I cannot agree with you on the mission differences of subscription-based A&I resources and Google Scholar. You note that commercial A&I products exist to provide bibliographic information and that access to articles and article citations is the product they sell. Actually, Google Scholar’s mission is exactly the same as that of subscription-based A&I services. The difference lies in their indexing methods. Subscription-based A&I products still use a traditional indexing model: they collect bibliographic data and store it in closed storage. Google Scholar, on the other hand, crawls the open Internet and targets the servers of publishers, aggregators, database owners, institutional repositories, academic and research websites, and so forth. In addition, you also assert that subscription-based A&I products have incentives to avoid mistakes that Google doesn’t, but many A&I vendors do not own A&I content and therefore are powerless to correct errors. For instance, EBSCO, OCLC, Ovid, ProQuest, and other A&I vendors do not own MLA International Bibliography, so they have neither the incentive nor the right to correct any errors in MLA’s indexing. In fact, almost all electronic resource license agreements state that vendors are not responsible for the content providers’ errors.

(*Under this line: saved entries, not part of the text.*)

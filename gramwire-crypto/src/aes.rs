//! AES-256 in Infinite Garble Extension (IGE) mode.
//!
//! The 32-byte IV is split into two chained halves: `iv1 = iv[..16]` tracks
//! the previous ciphertext block and `iv2 = iv[16..]` the previous plaintext
//! block.

use ::aes::Aes256;
use ::aes::cipher::generic_array::GenericArray;
use ::aes::cipher::{BlockDecrypt, BlockEncrypt, KeyInit};

/// Error returned by [`decrypt_ige`].
#[derive(Clone, Debug, PartialEq)]
pub enum IgeError {
    /// Ciphertext length is not a multiple of the 16-byte block size.
    Unaligned { len: usize },
}

impl std::fmt::Display for IgeError {
    fn fmt(&self, f: &mut std::fmt::Formatter<'_>) -> std::fmt::Result {
        match self {
            Self::Unaligned { len } => write!(f, "IGE input of {len} bytes is not 16-byte aligned"),
        }
    }
}
impl std::error::Error for IgeError {}

fn split_iv(iv: &[u8; 32]) -> ([u8; 16], [u8; 16]) {
    let mut iv1 = [0u8; 16];
    let mut iv2 = [0u8; 16];
    iv1.copy_from_slice(&iv[..16]);
    iv2.copy_from_slice(&iv[16..]);
    (iv1, iv2)
}

/// Encrypt `buffer` in place. Only whole 16-byte blocks are processed.
pub fn ige_encrypt(buffer: &mut [u8], key: &[u8; 32], iv: &[u8; 32]) {
    debug_assert_eq!(buffer.len() % 16, 0);
    let cipher = Aes256::new(GenericArray::from_slice(key));
    let (mut iv1, mut iv2) = split_iv(iv);

    for chunk in buffer.chunks_exact_mut(16) {
        let mut plain = [0u8; 16];
        plain.copy_from_slice(chunk);

        let mut block = [0u8; 16];
        for i in 0..16 {
            block[i] = plain[i] ^ iv1[i];
        }
        cipher.encrypt_block(GenericArray::from_mut_slice(&mut block));
        for i in 0..16 {
            chunk[i] = block[i] ^ iv2[i];
        }

        iv1.copy_from_slice(chunk);
        iv2 = plain;
    }
}

/// Decrypt `buffer` in place. Only whole 16-byte blocks are processed.
pub fn ige_decrypt(buffer: &mut [u8], key: &[u8; 32], iv: &[u8; 32]) {
    debug_assert_eq!(buffer.len() % 16, 0);
    let cipher = Aes256::new(GenericArray::from_slice(key));
    let (mut iv1, mut iv2) = split_iv(iv);

    for chunk in buffer.chunks_exact_mut(16) {
        let mut encrypted = [0u8; 16];
        encrypted.copy_from_slice(chunk);

        let mut block = [0u8; 16];
        for i in 0..16 {
            block[i] = encrypted[i] ^ iv2[i];
        }
        cipher.decrypt_block(GenericArray::from_mut_slice(&mut block));
        for i in 0..16 {
            chunk[i] = block[i] ^ iv1[i];
        }

        iv1 = encrypted;
        iv2.copy_from_slice(chunk);
    }
}

/// Encrypt a copy of `plaintext`, zero-padding it to a multiple of 16 bytes.
pub fn encrypt_ige(plaintext: &[u8], key: &[u8; 32], iv: &[u8; 32]) -> Vec<u8> {
    let mut out = plaintext.to_vec();
    let rem = out.len() % 16;
    if rem != 0 {
        out.resize(out.len() + 16 - rem, 0);
    }
    ige_encrypt(&mut out, key, iv);
    out
}

/// Decrypt a copy of `ciphertext`, which must be block aligned.
pub fn decrypt_ige(ciphertext: &[u8], key: &[u8; 32], iv: &[u8; 32]) -> Result<Vec<u8>, IgeError> {
    if ciphertext.len() % 16 != 0 {
        return Err(IgeError::Unaligned { len: ciphertext.len() });
    }
    let mut out = ciphertext.to_vec();
    ige_decrypt(&mut out, key, iv);
    Ok(out)
}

Finally, we cannot compare products without comparing prices. As the methods of knowledge dissemination evolve, the unique value of traditional A&I products is decreasing because almost all publishers post their journals’ tables of contents on the Internet, and Google can index them. Yet the prices of traditional A&I services continue to rise, even though technology has made indexing work easier. Therefore, the time is ripe for libraries to shift from dependence on commercial A&I vendors to reliance on free A&I services, including but not limited to Google Scholar. As the Hightower and Caldwell survey showed, Google Scholar is now one of the top three A&I choices of science researchers; this is a trend that librarians cannot halt. Moreover, this shift also will allow libraries to conserve financial resources for information resources and services (such as full text resources) that do not have viable free alternatives.

O’Kelly:

Frankly, the breadth of coverage provided by ERIC and Compendex sound like advantages rather than defects: as you note, some of those items “may even be useful.” If a scholar wants to research (as an example) funding of Texas schools, a report from the Texas state legislature may well be essential. With regard to your other points, everything you say about Google Scholar in regard to years of coverage and price is true—and desirable from the points of view of both institutions and researchers—but I don’t think it’s time just yet to kick out EBSCOhost and Gale. Google Scholar is still an immature search tool, in my opinion, whereas EBSCOhost and other database companies have years of experience and employ trained people, not algorithms, to organize information and enable retrieval using controlled vocabularies. As Jerry Gray of the University of Indiana puts it,

Content found through indexing services, in academic repositories, and on government web sites undergoes some level of scrutiny, either by peer review, editorial process, or selection standards, ensuring a level of accountability for the quality of what is presented. However, with the enduring popularity of search engines like Google Scholar that do not conform to a validation process, the line between scholarly science literature and pseudoscience is no longer so clear.8

Quite bluntly, we don’t know how Google does what it does, and even the people working at Google don’t seem to know entirely what they are doing. Before it was revised in April 2012, the text on Google Scholar’s Metrics page read, “since Google Scholar indexes articles from a large number of websites, we cannot always tell where (or if!) a particular article has been published.” The deletion of this disclaimer shouldn’t lead us to assume that Google Scholar employees have rectified the problem.9

Finally, there is the issue of how Google Scholar orders search results. The more often a paper or article has been cited by other researchers, the higher its page rank in the search results. This is problematic for two reasons. First, it creates a “Matthew Effect”10 for research: work that is already influential becomes even more widely known by virtue of being the first hit from a Google Scholar search, whereas possibly meritorious but obscure academic work is buried at the bottom. As a thought experiment, imagine an alternate universe in which Google Scholar existed in the late seventeenth century. A student searching for basic information on physics, such as the laws of motion, would retrieve works by and about Aristotle because up until the Renaissance, most scientific questions were settled not by experimentation but by asking, “What did Aristotle say about it?” Meanwhile, the work of a Cambridge scholar named Isaac Newton probably wouldn’t even appear on the first page of results.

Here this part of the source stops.